**What is expected:**
The required output is the full listing below, reproduced word for word.
Top of The input
//! Arbor Metrics - lifecycle counters and sweep timing
//!
//! Instrumentation used by the hierarchy core to count state transitions and
//! captured unit failures, and to time whole-subtree lifecycle sweeps.
//!
//! # Feature Flags
//!
//! - `metrics` - Enable metrics collection (default: disabled)
//!
//! # Usage
//!
//! ```ignore
//! use arbor_metrics::{Counter, SweepProfiler};
//!
//! let mut counter = Counter::new();
//! counter.increment("transitions.attach", 1);
//!
//! let mut profiler = SweepProfiler::new();
//! let timer = profiler.begin();
//! // ... run a sweep ...
//! profiler.end("attach", timer);
//! ```
//!
//! Without the `metrics` feature every type here is a zero-sized stub and
//! all calls compile away.

#[cfg(feature = "metrics")]
mod counter;
#[cfg(feature = "metrics")]
mod sweep_profiler;

#[cfg(feature = "metrics")]
pub use counter::Counter;
#[cfg(feature = "metrics")]
pub use sweep_profiler::{SweepProfiler, SweepTimer};

// ============================================================================
// No-op stubs when metrics disabled
// ============================================================================

#[cfg(not(feature = "metrics"))]
#[derive(Debug, Default)]
pub struct Counter;

#[cfg(not(feature = "metrics"))]
impl Counter {
    pub fn new() -> Self { Self }
    pub fn increment(&mut self, _name: &'static str, _value: usize) {}
    pub fn get(&self, _name: &str) -> usize { 0 }
}

#[cfg(not(feature = "metrics"))]
#[derive(Debug, Clone, Copy)]
pub struct SweepTimer;

#[cfg(not(feature = "metrics"))]
#[derive(Debug, Default)]
pub struct SweepProfiler;

#[cfg(not(feature = "metrics"))]
impl SweepProfiler {
    pub fn new() -> Self { Self }
    pub fn begin(&self) -> SweepTimer { SweepTimer }
    pub fn end(&mut self, _name: &'static str, _timer: SweepTimer) {}
    pub fn get_timing(&self, _name: &str) -> std::time::Duration { std::time::Duration::ZERO }
    pub fn sweep_count(&self, _name: &str) -> u64 { 0 }
}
Bottom of The input
**Output of the task:**
//! Arbor Metrics - lifecycle counters and sweep timing
//!
//! Instrumentation used by the hierarchy core to count state transitions and
//! captured unit failures, and to time whole-subtree lifecycle sweeps.
//!
//! # Feature Flags
//!
//! - `metrics` - Enable metrics collection (default: disabled)
//!
//! # Usage
//!
//! ```ignore
//! use arbor_metrics::{Counter, SweepProfiler};
//!
//! let mut counter = Counter::new();
//! counter.increment("transitions.attach", 1);
//!
//! let mut profiler = SweepProfiler::new();
//! let timer = profiler.begin();
//! // ... run a sweep ...
//! profiler.end("attach", timer);
//! ```
//!
//! Without the `metrics` feature every type here is a zero-sized stub and
//! all calls compile away.

#[cfg(feature = "metrics")]
mod counter;
#[cfg(feature = "metrics")]
mod sweep_profiler;

#[cfg(feature = "metrics")]
pub use counter::Counter;
#[cfg(feature = "metrics")]
pub use sweep_profiler::{SweepProfiler, SweepTimer};

// ============================================================================
// No-op stubs when metrics disabled
// ============================================================================

#[cfg(not(feature = "metrics"))]
#[derive(Debug, Default)]
pub struct Counter;

#[cfg(not(feature = "metrics"))]
impl Counter {
    pub fn new() -> Self { Self }
    pub fn increment(&mut self, _name: &'static str, _value: usize) {}
    pub fn get(&self, _name: &str) -> usize { 0 }
}

#[cfg(not(feature = "metrics"))]
#[derive(Debug, Clone, Copy)]
pub struct SweepTimer;

#[cfg(not(feature = "metrics"))]
#[derive(Debug, Default)]
pub struct SweepProfiler;

#[cfg(not(feature = "metrics"))]
impl SweepProfiler {
    pub fn new() -> Self { Self }
    pub fn begin(&self) -> SweepTimer { SweepTimer }
    pub fn end(&mut self, _name: &'static str, _timer: SweepTimer) {}
    pub fn get_timing(&self, _name: &str) -> std::time::Duration { std::time::Duration::ZERO }
    pub fn sweep_count(&self, _name: &str) -> u64 { 0 }
}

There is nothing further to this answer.